• **ACTIVITY**: Every line in the records below between the one holding "filename sdk-libs/program-test/src/processor/token_metadata.rs" and the one holding "const MISMATCHED_MINT: u32 = 51;", inclusive, is to be set down exactly; all other lines are to be left out.

• **Saved data entries**:
+--
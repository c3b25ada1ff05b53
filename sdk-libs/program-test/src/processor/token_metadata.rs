use borsh::BorshDeserialize;
use solana_sdk::{instruction::InstructionError, program_option::COption};
use storefront_sdk::{
    address::{find_master_edition_address, find_metadata_address},
    instruction::token_metadata::{
        CreateMasterEditionArgs, CreateMetadataAccountArgsV3,
        CREATE_MASTER_EDITION_V3_DISCRIMINATOR, CREATE_METADATA_ACCOUNT_V3_DISCRIMINATOR,
        MAX_SELLER_FEE_BASIS_POINTS,
    },
    state::{MasterEdition, Metadata, MetadataData, MetadataKey, MetadataRecord},
    PROGRAM_ID_TOKEN_METADATA,
};

use super::{token, InvokeContext};

// Token metadata program error codes.
const INVALID_METADATA_KEY: u32 = 5;
const UPDATE_AUTHORITY_INCORRECT: u32 = 7;
const INVALID_MINT_AUTHORITY: u32 = 13;
const EDITIONS_MUST_HAVE_EXACTLY_ONE_TOKEN: u32 = 23;
const INVALID_BASIS_POINTS: u32 = 42;
const MISMATCHED_MINT: u32 = 51;

pub(crate) fn process(ctx: &mut InvokeContext) -> Result<(), InstructionError> {
    let (discriminator, payload) = ctx
        .data()
        .split_first()
        .ok_or(InstructionError::InvalidInstructionData)?;
    match *discriminator {
        CREATE_METADATA_ACCOUNT_V3_DISCRIMINATOR => {
            let args = CreateMetadataAccountArgsV3::try_from_slice(payload)
                .map_err(|_| InstructionError::InvalidInstructionData)?;
            create_metadata_account_v3(ctx, args)
        }
        CREATE_MASTER_EDITION_V3_DISCRIMINATOR => {
            let args = CreateMasterEditionArgs::try_from_slice(payload)
                .map_err(|_| InstructionError::InvalidInstructionData)?;
            create_master_edition_v3(ctx, args)
        }
        _ => Err(InstructionError::InvalidInstructionData),
    }
}

fn create_metadata_account_v3(
    ctx: &mut InvokeContext,
    args: CreateMetadataAccountArgsV3,
) -> Result<(), InstructionError> {
    let metadata = ctx.key(0)?;
    let mint = ctx.key(1)?;
    let mint_authority = ctx.signer(2)?;
    let payer = ctx.signer(3)?;
    let update_authority = ctx.key(4)?;

    let expected = find_metadata_address(&mint).map_err(|_| InstructionError::InvalidSeeds)?;
    if expected.address != metadata {
        return Err(InstructionError::InvalidSeeds);
    }
    let mint_state = token::unpack_mint(ctx, &mint)?;
    if mint_state.mint_authority != COption::Some(mint_authority) {
        return Err(InstructionError::Custom(INVALID_MINT_AUTHORITY));
    }
    if args.data.seller_fee_basis_points > MAX_SELLER_FEE_BASIS_POINTS {
        return Err(InstructionError::Custom(INVALID_BASIS_POINTS));
    }
    // Only the signing creator may be marked verified.
    if let Some(creators) = &args.data.creators {
        for creator in creators.iter().filter(|creator| creator.verified) {
            if creator.address != payer
                && creator.address != update_authority
                && creator.address != mint_authority
            {
                return Err(InstructionError::MissingRequiredSignature);
            }
        }
    }

    ctx.allocate_rent_exempt(&payer, &metadata, Metadata::LEN, &PROGRAM_ID_TOKEN_METADATA)?;
    let record = Metadata {
        key: MetadataKey::MetadataV1,
        update_authority,
        mint,
        data: MetadataData {
            name: args.data.name,
            symbol: args.data.symbol,
            uri: args.data.uri,
            seller_fee_basis_points: args.data.seller_fee_basis_points,
            creators: args.data.creators,
        },
        primary_sale_happened: false,
        is_mutable: args.is_mutable,
        edition_nonce: Some(expected.bump),
        token_standard: None,
        collection: args.data.collection,
        uses: args.data.uses,
        collection_details: args.collection_details,
    };
    let data = record
        .pack()
        .map_err(|_| InstructionError::AccountDataTooSmall)?;
    ctx.account_mut(&metadata)?.data = data;
    Ok(())
}

fn create_master_edition_v3(
    ctx: &mut InvokeContext,
    args: CreateMasterEditionArgs,
) -> Result<(), InstructionError> {
    let edition = ctx.key(0)?;
    let mint = ctx.key(1)?;
    let update_authority = ctx.signer(2)?;
    let mint_authority = ctx.signer(3)?;
    let payer = ctx.signer(4)?;
    let metadata = ctx.key(5)?;

    let expected =
        find_master_edition_address(&mint).map_err(|_| InstructionError::InvalidSeeds)?;
    if expected.address != edition {
        return Err(InstructionError::InvalidSeeds);
    }
    let metadata_account = ctx
        .account(&metadata)
        .ok_or(InstructionError::UninitializedAccount)?;
    if metadata_account.owner != PROGRAM_ID_TOKEN_METADATA {
        return Err(InstructionError::IncorrectProgramId);
    }
    let metadata_record = <Metadata as MetadataRecord>::unpack(&metadata_account.data)
        .map_err(|_| InstructionError::Custom(INVALID_METADATA_KEY))?;
    if metadata_record.mint != mint {
        return Err(InstructionError::Custom(MISMATCHED_MINT));
    }
    if metadata_record.update_authority != update_authority {
        return Err(InstructionError::Custom(UPDATE_AUTHORITY_INCORRECT));
    }
    let mint_state = token::unpack_mint(ctx, &mint)?;
    if mint_state.mint_authority != COption::Some(mint_authority) {
        return Err(InstructionError::Custom(INVALID_MINT_AUTHORITY));
    }
    if mint_state.supply != 1 {
        return Err(InstructionError::Custom(EDITIONS_MUST_HAVE_EXACTLY_ONE_TOKEN));
    }

    ctx.allocate_rent_exempt(&payer, &edition, MasterEdition::LEN, &PROGRAM_ID_TOKEN_METADATA)?;
    let record = MasterEdition {
        key: MetadataKey::MasterEditionV2,
        supply: 0,
        max_supply: args.max_supply,
    };
    let data = MetadataRecord::pack(&record).map_err(|_| InstructionError::AccountDataTooSmall)?;
    ctx.account_mut(&edition)?.data = data;
    // The edition becomes the only authority able to mint, locking supply.
    token::set_mint_authorities(ctx, &mint, &edition)
}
+--
• **RESPONSE FOR THIS EXERCISE**:
filename sdk-libs/program-test/src/processor/token_metadata.rs
use borsh::BorshDeserialize;
use solana_sdk::{instruction::InstructionError, program_option::COption};
use storefront_sdk::{
    address::{find_master_edition_address, find_metadata_address},
    instruction::token_metadata::{
        CreateMasterEditionArgs, CreateMetadataAccountArgsV3,
        CREATE_MASTER_EDITION_V3_DISCRIMINATOR, CREATE_METADATA_ACCOUNT_V3_DISCRIMINATOR,
        MAX_SELLER_FEE_BASIS_POINTS,
    },
    state::{MasterEdition, Metadata, MetadataData, MetadataKey, MetadataRecord},
    PROGRAM_ID_TOKEN_METADATA,
};

use super::{token, InvokeContext};

// Token metadata program error codes.
const INVALID_METADATA_KEY: u32 = 5;
const UPDATE_AUTHORITY_INCORRECT: u32 = 7;
const INVALID_MINT_AUTHORITY: u32 = 13;
const EDITIONS_MUST_HAVE_EXACTLY_ONE_TOKEN: u32 = 23;
const INVALID_BASIS_POINTS: u32 = 42;
const MISMATCHED_MINT: u32 = 51;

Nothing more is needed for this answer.